Memory: Roboto remembers conversation context within your server
Voice Integration: Roboto can join voice channels to play music or speak
Function Selection: The AI automatically chooses which capability to use based on your request
Custom Server Knowledge: Add specific information about your server through the configuration

🔧 Advanced Environment Variables

In addition to the essential environment variables like BOT_TOKEN, BOT_CLIENT_ID, and OPENAI_API_KEY, you can customize Roboto AI further by setting the following optional environment variables:

| Variable | Description | Default | |------------------------------|-------------------------------------------------------------------------------------------------------------|-------------------------| | BOT_NAME | The display name of the bot used in responses and prompts | "Roboto" | | BOT_LOCALE | Default language/locale of the bot (en, es, fr) | "en" | | TTS_PROVIDER | Text-to-speech provider to use. Options: "OPENAI" or "ELEVENLABS" | "OPENAI" | | IMAGE_CREATION_ENABLED | Enable or disable image generation and editing functionality (true or false) | false | | OPENAI_CHAT_MODEL | OpenAI chat model used for conversational AI (gpt-4.1-mini, etc.) | "gpt-4.1-mini" | | OPENAI_SPEECH_MODEL | OpenAI model used for text-to-speech | "gpt-4o-mini-tts" | | OPENAI_SPEECH_VOICE | Default voice name for OpenAI’s speech generation (fable, onyx, etc.) | "fable" | | OPENAI_IMAGE_MODEL | OpenAI model used for image generation (gpt-image-1, etc.) | "gpt-image-1" | | OPENAI_IMAGE_QUALITY | Quality setting for generated images (low, medium, high, auto) | "medium" | | ELEVENLABS_API_KEY | API key for ElevenLabs text-to-speech service | none | | ELEVENLABS_SPEECH_MODEL | Voice model for ElevenLabs TTS | "eleven_multilingual_v2" | | ELEVENLABS_SPEECH_VOICEID | Voice ID for ElevenLabs TTS | "N2lVS1w4EtoT3dr4eOWO" | | YOUTUBE_MAX_AGEMS | The maximum time in milliseconds a downloaded YouTube audio file is kept before deletion (4 hours default) | 14400000 (4 hours) | | YOUTUBE_COOKIES | Optional cookie string to be used by the YouTube downloader for accessing restricted content | none |

Notes

Enabling image creation (IMAGE_CREATION_ENABLED=true) must be set if you want the bot to generate or edit images with AI.
When using ElevenLabs as TTS provider, make sure ELEVENLABS_API_KEY is set; otherwise, OpenAI’s built-in voice is used.
Customizing the OpenAI models lets you balance cost, speed, and quality to your preferences.
YOUTUBE_COOKIES is necessary if you want to access age-restricted or region-locked YouTube content.

📄 License

This project is licensed under the MIT License - see the LICENSE file for details.

⚠️ Disclaimer

Roboto AI relies on advanced artificial intelligence models to provide its features and respond to your commands.
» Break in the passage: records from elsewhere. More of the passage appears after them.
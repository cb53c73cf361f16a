use leptos::*;
use std::rc::Rc;
use std::time::Duration;

use crate::config::DashboardConfig;
use crate::domain::logging::LogComponent;
use crate::domain::market_data::MarketFeed;
use crate::domain::random::RandomSource;
use crate::infrastructure::storage::{KeyValueStore, LocalStorage, MemoryStorage, PersistentSlot};
use crate::infrastructure::{BrowserRandom, SyntheticMarketFeed};
use crate::log_warn;

use super::{DisplayModeService, MarketDataService, NotificationService, WatchlistService};

/// Every shared service the dashboard uses, created once by the root
/// component and handed down as a prop.
#[derive(Clone, Copy)]
pub struct DashboardServices {
    pub config: StoredValue<DashboardConfig>,
    pub market: MarketDataService,
    pub notifications: NotificationService,
    pub watchlist: WatchlistService,
    pub display: DisplayModeService,
    rng: StoredValue<Rc<dyn RandomSource>>,
}

impl DashboardServices {
    pub fn new(
        config: DashboardConfig,
        store: Rc<dyn KeyValueStore>,
        feed: Rc<dyn MarketFeed>,
        rng: Rc<dyn RandomSource>,
    ) -> Self {
        let watchlist =
            WatchlistService::load(PersistentSlot::new(config.watchlist_key.clone(), Rc::clone(&store)));
        let display = DisplayModeService::load(PersistentSlot::new(config.dark_mode_key.clone(), store));
        Self {
            market: MarketDataService::new(feed),
            notifications: NotificationService::new(config.notification_ttl_ms),
            watchlist,
            display,
            rng: store_value(rng),
            config: store_value(config),
        }
    }

    /// Production wiring: `localStorage`, `Math.random` and the synthetic
    /// feed with its simulated latency.
    pub fn browser(config: DashboardConfig) -> Self {
        let store: Rc<dyn KeyValueStore> = match LocalStorage::open() {
            Ok(storage) => Rc::new(storage),
            Err(err) => {
                log_warn!(
                    LogComponent::Application("Dashboard"),
                    "{}; preferences will not survive a reload",
                    err
                );
                Rc::new(MemoryStorage::new())
            }
        };
        let latency = Duration::from_millis(u64::from(config.fetch_delay_ms));
        let feed = Rc::new(SyntheticMarketFeed::new(BrowserRandom, latency));
        Self::new(config, store, feed, Rc::new(BrowserRandom))
    }

    pub fn rng(&self) -> Rc<dyn RandomSource> {
        self.rng.get_value()
    }

    pub fn config(&self) -> DashboardConfig {
        self.config.get_value()
    }
}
While it strives to deliver accurate and helpful responses, there may be occasions where the behavior is unexpected, inconsistent, or erratic.

If you notice repeated or problematic behavior patterns, please help us improve the bot by reporting these issues on the project's issue tracker. Your feedback is valuable to make Roboto AI better for everyone.